It needs to be remembered that Lukacs was a political activist too and at times his larger theoretical objectives had to be adjusted, compromised and earlier theoretical positions were retracted for reasons of political imminence, At a time when the proper subject of socialist art was an issue of fractious dispute among Communists, Lukacs was attacked both from the Stalinist Zhdanovian position for his perceived reticence regarding Socialist Realism and by the Left opposition to Anti-Stalinism for his disinterest of modernist art. Noted anti- Stalinist Marxist playwright Bertholt Brecht criticized him for his constant harking back to 19th century literary realism. ‘Be like Balzac – only up-to-date’ was Brecht’s sardonic paraphrasing of Lukacs’s position. Brecht criticized Lukacs’s prescription of 19th century literary realism as The Form for a literature of social transformation as a ‘fetishization’.  Brecht points out Lukacs’s lacunae of the historical formation of literary forms. To Brecht, forms have an integral relation with the specifics of literary production and a particular form emergent in certain spatio-temporal location cannot be replicated in some other random context. Lukacs considered Brecht’s criticism to be decadent formalism, to which Brecht’s counter was that Lukacs had created a very limited and unduly formalist definition of Realism itself.

 

Eagleton had pointed out that Lukacs’s theorization of ideology has the contradictory features of – a) ideology as the worldview of different classes and in that way are autonomous, yet he talks of b) the act of instituting a certain class ideology as a hegemony, like the Bourgeoisie ensuring its own ideology to be hegemonic as the ideology of the ruling class. The problem might lie deeper in Lukacs’s formulation of the class subject itself, being fashioned by ideology. His 1937 book – Historical Novel, written under severe pressure to conform to Stalinist dictators, refutes his formulations in History and Class Consciousness. Indeed the 1937 book, happens to be his last major work as he progressively became an academic bureaucrat from then on.

 

Lukacs’s Theories in Connection to World Affairs of the Time: 

 

During the popular front period the international Socialist impulse to forge a larger alliance with the liberal bourgeois was evident in his writings. In The Historical Novel his strained attempts at appraising minor anti-Fascist novelists is an offshoot of this pressure; to uphold the vague, incompletely conceived liberal tenet of ‘democracy’ in place of his erstwhile theoretical persuasion of revolutionary socialism. The Historical Novel remains one of Lukacs’s most enduring works. Lukacs sees Marxism critical tradition as part of the larger milieu of 19th century Bourgeois humanism, in its origin and also in their kindred concern against the then rising tide of Fascism in interwar Europe. This politics of immediacy sits awkwardly with his larger theoretical position regarding ideology in literature. In History and Class Consciousness (1923), the classes are assumed to have differing ideologies, autonomous, formative of their contentious world views. Lukacs admits the dynamic nature of forces that constitute ideologies and the power of literature as a tool for espousing and refashioning ideologies, to mould ruling class hegemony out of dominant ideologies,  however to him ideology is also a component of an individual’s social relations, not just a misinformed form of consciousness to be dismissed as ‘false’ as his contemporary Stalinist counterparts were doing.

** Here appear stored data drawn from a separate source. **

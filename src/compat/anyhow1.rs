//! Bidirectional integration with the [`anyhow`] 1.x error handling library.
//!
//! This module specifically supports `anyhow` version 1.x. To enable this
//! integration, add the `compat-anyhow1` feature flag to your `Cargo.toml`.
//!
//! # Converting from Anyhow to Causeway
//!
//! [`IntoCauseway`] rebuilds the chain of an [`anyhow::Error`] as
//! [unspecified](crate::ErrorKind::Unspecified) errors, outermost first, each
//! with the `Display` text of its level as the message. The outermost error
//! records the caller's location. An `anyhow::Error` that was produced by
//! [`IntoAnyhow`] gives back the original error reference instead.
//!
//! ```
//! use causeway::{compat::IntoCauseway, prelude::*};
//!
//! let wrapped = anyhow::anyhow!("disk full").context("writing snapshot");
//! let error = wrapped.into_causeway();
//! assert_eq!(error.message(), "writing snapshot");
//! assert_eq!(error.inner().unwrap().message(), "disk full");
//! ```
//!
//! # Converting from Causeway to Anyhow
//!
//! [`IntoAnyhow`] wraps the error in a [`SharedError`], so anyhow displays
//! it as `{MS}` and walks the inner errors as its chain.
//!
//! ```
//! use causeway::{GenericCode, compat::anyhow1::IntoAnyhow, prelude::*};
//!
//! fn flush() -> causeway::Result<()> {
//!     Err(generic_error!(GenericCode::TimedOut, "flushing").into())
//! }
//!
//! fn legacy_flush() -> anyhow::Result<()> {
//!     flush().into_anyhow()?;
//!     Ok(())
//! }
//!
//! assert_eq!(legacy_flush().unwrap_err().to_string(), "flushing [Timed out]");
//! ```
//!
//! Note that `?` on a [`causeway::Result`](crate::Result) inside an anyhow
//! function also compiles, through anyhow's blanket conversion for
//! [`core::error::Error`] types. That path displays the exception's
//! description only; use [`IntoAnyhow`] to keep the message.

use alloc::{string::ToString, vec::Vec};

use super::{IntoCauseway, SharedError};
use crate::{Error, ErrorRef, Exception, Location};

impl IntoCauseway for anyhow::Error {
    type Output = ErrorRef;

    #[track_caller]
    fn into_causeway(self) -> Self::Output {
        let location = Location::caller();
        let error = match self.downcast::<SharedError>() {
            Ok(shared) => {
                return shared
                    .0
                    .into_error()
                    .unwrap_or_else(|| Error::new(0, "", Some(location), None));
            }
            Err(error) => error,
        };

        let messages: Vec<_> = error.chain().map(ToString::to_string).collect();
        let mut inner = None;
        let mut messages = messages.into_iter().rev().peekable();
        while let Some(message) = messages.next() {
            let location = messages.peek().is_none().then_some(location);
            inner = Some(Error::new(0, message, location, inner));
        }
        inner.unwrap_or_else(|| Error::new(0, "", Some(location), None))
    }
}

impl<T> IntoCauseway for anyhow::Result<T> {
    type Output = Result<T, ErrorRef>;

    #[track_caller]
    fn into_causeway(self) -> Self::Output {
        match self {
            Ok(value) => Ok(value),
            Err(error) => Err(error.into_causeway()),
        }
    }
}

/// A trait for converting causeway errors into [`anyhow::Error`].
///
/// Implemented for [`ErrorRef`], [`Exception`] and `Result`s carrying either.
pub trait IntoAnyhow {
    /// The type produced by the conversion.
    type Output;

    /// Converts this value into an anyhow type.
    ///
    /// # Examples
    ///
    /// ```
    /// use causeway::{Exception, compat::anyhow1::IntoAnyhow};
    ///
    /// let error: anyhow::Error = Exception::unspecified().into_anyhow();
    /// assert_eq!(error.to_string(), "Unspecified exception");
    /// ```
    fn into_anyhow(self) -> Self::Output;
}

impl IntoAnyhow for ErrorRef {
    type Output = anyhow::Error;

    fn into_anyhow(self) -> Self::Output {
        anyhow::Error::new(SharedError::from(self))
    }
}

impl IntoAnyhow for Exception {
    type Output = anyhow::Error;

    fn into_anyhow(self) -> Self::Output {
        anyhow::Error::new(SharedError::from(self))
    }
}

impl<T, E: IntoAnyhow<Output = anyhow::Error>> IntoAnyhow for Result<T, E> {
    type Output = anyhow::Result<T>;

    fn into_anyhow(self) -> Self::Output {
        self.map_err(IntoAnyhow::into_anyhow)
    }
}
use alloc::string::String;

use crate::{Error, Exception, GenericCode, IntoErrorRef, KernelStatus, Location, PlatformStatus};

mod sealed {
    pub trait Sealed {}
    impl<V, E> Sealed for Result<V, E> {}
}

/// Extension methods wrapping the error arm of a `Result` in a new
/// [`Error`].
///
/// Each method keeps `Ok` values untouched. On `Err`, the original error
/// becomes the [inner](Error::inner) error of a new one, raised at the
/// caller's location, and the result is returned as a
/// [`causeway::Result`](crate::Result).
///
/// # Examples
///
/// ```
/// use causeway::{Error, GenericCode, prelude::*};
///
/// fn parse_port(text: &str) -> Result<u16, ErrorRef> {
///     text.parse()
///         .map_err(|_| Error::generic(GenericCode::InvalidArgument, text, None, None))
/// }
///
/// fn load() -> causeway::Result<u16> {
///     parse_port("http").context("loading the listener configuration")
/// }
///
/// let exception = load().unwrap_err();
/// let error = exception.error().unwrap();
/// assert_eq!(error.message(), "loading the listener configuration");
/// assert_eq!(error.root_cause().format("{MS}"), "http [Invalid argument]");
/// ```
pub trait ResultExt<V, E>: sealed::Sealed {
    /// Wraps the error in an [unspecified](crate::ErrorKind::Unspecified)
    /// error with the given message.
    #[track_caller]
    fn context(self, message: impl Into<String>) -> crate::Result<V>
    where
        E: IntoErrorRef;

    /// Like [`context`](Self::context), building the message only on error.
    #[track_caller]
    fn context_lazy<M, F>(self, message: F) -> crate::Result<V>
    where
        E: IntoErrorRef,
        F: FnOnce() -> M,
        M: Into<String>;

    /// Wraps the error in a [generic](crate::ErrorKind::Generic) error.
    #[track_caller]
    fn context_generic(self, code: GenericCode, message: impl Into<String>) -> crate::Result<V>
    where
        E: IntoErrorRef;

    /// Wraps the error in a [platform](crate::ErrorKind::Platform) error.
    #[track_caller]
    fn context_platform(
        self,
        status: impl Into<PlatformStatus>,
        message: impl Into<String>,
    ) -> crate::Result<V>
    where
        E: IntoErrorRef;

    /// Wraps the error in a [kernel](crate::ErrorKind::Kernel) error.
    #[track_caller]
    fn context_kernel(
        self,
        status: impl Into<KernelStatus>,
        message: impl Into<String>,
    ) -> crate::Result<V>
    where
        E: IntoErrorRef;

    /// Converts the error into an [`Exception`] without wrapping it.
    #[track_caller]
    fn into_exception(self) -> crate::Result<V>
    where
        E: IntoErrorRef;

    /// Logs the error chain through [`tracing`] and passes the result on.
    ///
    /// See [`log::log_error`](crate::log::log_error) for the emitted events.
    #[cfg(feature = "tracing")]
    #[cfg_attr(docsrs, doc(cfg(feature = "tracing")))]
    #[track_caller]
    fn log_err(self) -> crate::Result<V>
    where
        E: IntoErrorRef;
}

impl<V, E> ResultExt<V, E> for Result<V, E> {
    #[inline]
    fn context(self, message: impl Into<String>) -> crate::Result<V>
    where
        E: IntoErrorRef,
    {
        match self {
            Ok(v) => Ok(v),
            Err(e) => Err(Error::new(0, message, Some(Location::caller()), e.into_error_ref()).into()),
        }
    }

    #[inline]
    fn context_lazy<M, F>(self, message: F) -> crate::Result<V>
    where
        E: IntoErrorRef,
        F: FnOnce() -> M,
        M: Into<String>,
    {
        match self {
            Ok(v) => Ok(v),
            Err(e) => {
                Err(Error::new(0, message(), Some(Location::caller()), e.into_error_ref()).into())
            }
        }
    }

    #[inline]
    fn context_generic(self, code: GenericCode, message: impl Into<String>) -> crate::Result<V>
    where
        E: IntoErrorRef,
    {
        match self {
            Ok(v) => Ok(v),
            Err(e) => Err(Error::generic(
                code,
                message,
                Some(Location::caller()),
                e.into_error_ref(),
            )
            .into()),
        }
    }

    #[inline]
    fn context_platform(
        self,
        status: impl Into<PlatformStatus>,
        message: impl Into<String>,
    ) -> crate::Result<V>
    where
        E: IntoErrorRef,
    {
        match self {
            Ok(v) => Ok(v),
            Err(e) => Err(Error::platform(
                status,
                message,
                Some(Location::caller()),
                e.into_error_ref(),
            )
            .into()),
        }
    }

    #[inline]
    fn context_kernel(
        self,
        status: impl Into<KernelStatus>,
        message: impl Into<String>,
    ) -> crate::Result<V>
    where
        E: IntoErrorRef,
    {
        match self {
            Ok(v) => Ok(v),
            Err(e) => Err(Error::kernel(
                status,
                message,
                Some(Location::caller()),
                e.into_error_ref(),
            )
            .into()),
        }
    }

    #[inline]
    fn into_exception(self) -> crate::Result<V>
    where
        E: IntoErrorRef,
    {
        match self {
            Ok(v) => Ok(v),
            Err(e) => Err(e.into_error_ref().map_or_else(Exception::unspecified, Exception::new)),
        }
    }

    #[cfg(feature = "tracing")]
    #[inline]
    fn log_err(self) -> crate::Result<V>
    where
        E: IntoErrorRef,
    {
        let result = self.into_exception();
        if let Err(exception) = &result {
            crate::log::log_exception(exception);
        }
        result
    }
}

#[cfg(test)]
mod tests {
    use super::*;
    use crate::{ErrorKind, ErrorRef};

    fn failing() -> Result<(), ErrorRef> {
        Err(Error::kernel(KernelStatus::IO_TIMEOUT, "read", None, None))
    }

    #[test]
    fn test_ok_passes_through() {
        let ok: Result<u8, ErrorRef> = Ok(3);
        assert_eq!(ok.context("unused").unwrap(), 3);
    }

    #[test]
    fn test_context_wraps_and_records_caller() {
        let line = line!() + 1;
        let exception = failing().context("loading").unwrap_err();
        let error = exception.error().unwrap();
        assert_eq!(error.kind(), ErrorKind::Unspecified);
        assert_eq!(error.message(), "loading");
        assert_eq!(error.file(), Some(file!()));
        assert_eq!(error.line(), line);
        assert_eq!(error.cause().map(Error::kind), Some(ErrorKind::Kernel));
        assert_eq!(exception.what(), "");
    }

    #[test]
    fn test_typed_contexts_stack() {
        let exception = failing()
            .context_generic(GenericCode::TimedOut, "waiting")
            .context_platform(-7, "service")
            .context_lazy(|| alloc::format!("attempt {}", 3))
            .unwrap_err();
        let error = exception.error().unwrap();
        let kinds: alloc::vec::Vec<_> = error.chain().map(Error::kind).collect();
        assert_eq!(
            kinds,
            [
                ErrorKind::Unspecified,
                ErrorKind::Platform,
                ErrorKind::Generic,
                ErrorKind::Kernel
            ]
        );
        assert_eq!(error.message(), "attempt 3");
    }

    #[test]
    fn test_context_kernel() {
        let exception = failing()
            .context_kernel(KernelStatus::CANCELLED, "aborted")
            .unwrap_err();
        assert_eq!(exception.what(), "STATUS_CANCELLED");
    }

    #[test]
    fn test_unspecified_exception_has_no_cause() {
        let result: Result<(), Exception> = Err(Exception::unspecified());
        let exception = result.context("outer").unwrap_err();
        assert!(exception.error().unwrap().inner().is_none());

        let passthrough: Result<(), Exception> = Err(Exception::unspecified());
        assert!(passthrough.into_exception().unwrap_err().error().is_none());
    }
}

Lukacs regards the literary work as a ‘spontaneous whole’ which reconciles the capitalist contradictions between essence and appearance, concrete and abstract, individual and social whole. In overcoming these alienations, art recreates wholeness and harmony. Brecht, however, believes this to be a reactionary nostalgia. Art for him should expose rather than remove those contradictions, thus stimulating men to abolish them in real life;

 

Terry Eagleton (1943-); Life and Career:

 

Terry Eagleton  is  the  Professor  Chair  at  the  Department  of  English  and Creative Writing at  Lancaster University.  The internationally celebrated  literary scholar and  cultural theorist  started  his  academic  career  as  a  Victorian  critic.  He  works  on  the  history  and literature of the 19th and 20th century literatures. His specialities are literary and cultural theory and the English-language literature and culture. He is also becoming rather more broadly  involved  in  comparative  literature,  and  a  recent  book  on  tragedy  considers  the literature of various European cultures. Eagleton obtained his PhD at Cambridge where he was a student of the famous left-wing literary critic Raymond Williams. He then became a Fellow of Jesus College, Cambridge, the youngest fellow since the eighteenth century, before moving to Wadham College, Oxford in 1968. Later he was John Edward Taylor Professor of English Literature at the University of Manchester and Thomas Warton Professor of English Literature at the University of Oxford.

 

Professor Eagleton, who has written around fifty books, is one of the world’s leading literary critics and, according to The Independent, ‘the man who succeeded F. R. Leavis as Britain’s most influential academic critic’. It was, though, his more theoretical work as a Marxist critic which established him as a leading figure within literary studies. Some of his notable works include Shakespeare and Society (1967), The New Left Church (1968), Exiles and Emigrés: Studies in Modern Literature (1970), Myths Of Power: A Marxist Study Of The Brontës (1975) Criticism and Ideology (1976), Literary Theory: An Introduction (1983), The Function Of Criticism (1984), The Ideology of The Aesthetic (1990), The Idea Of Culture (2000) and After Theory (2003). Further, he is also the author of the novel Saints and Scholars (1987) and The Gatekeeper: A Memoir (2001). His latest books include: Reason, Faith, and Revolution: Reflections on the God Debate (2009), Why Marx Was Right (2011); The Event of Literature (2012); How to Read Literature (2013); Culture and the Death of God (2014) and Hope without Optimism (2015).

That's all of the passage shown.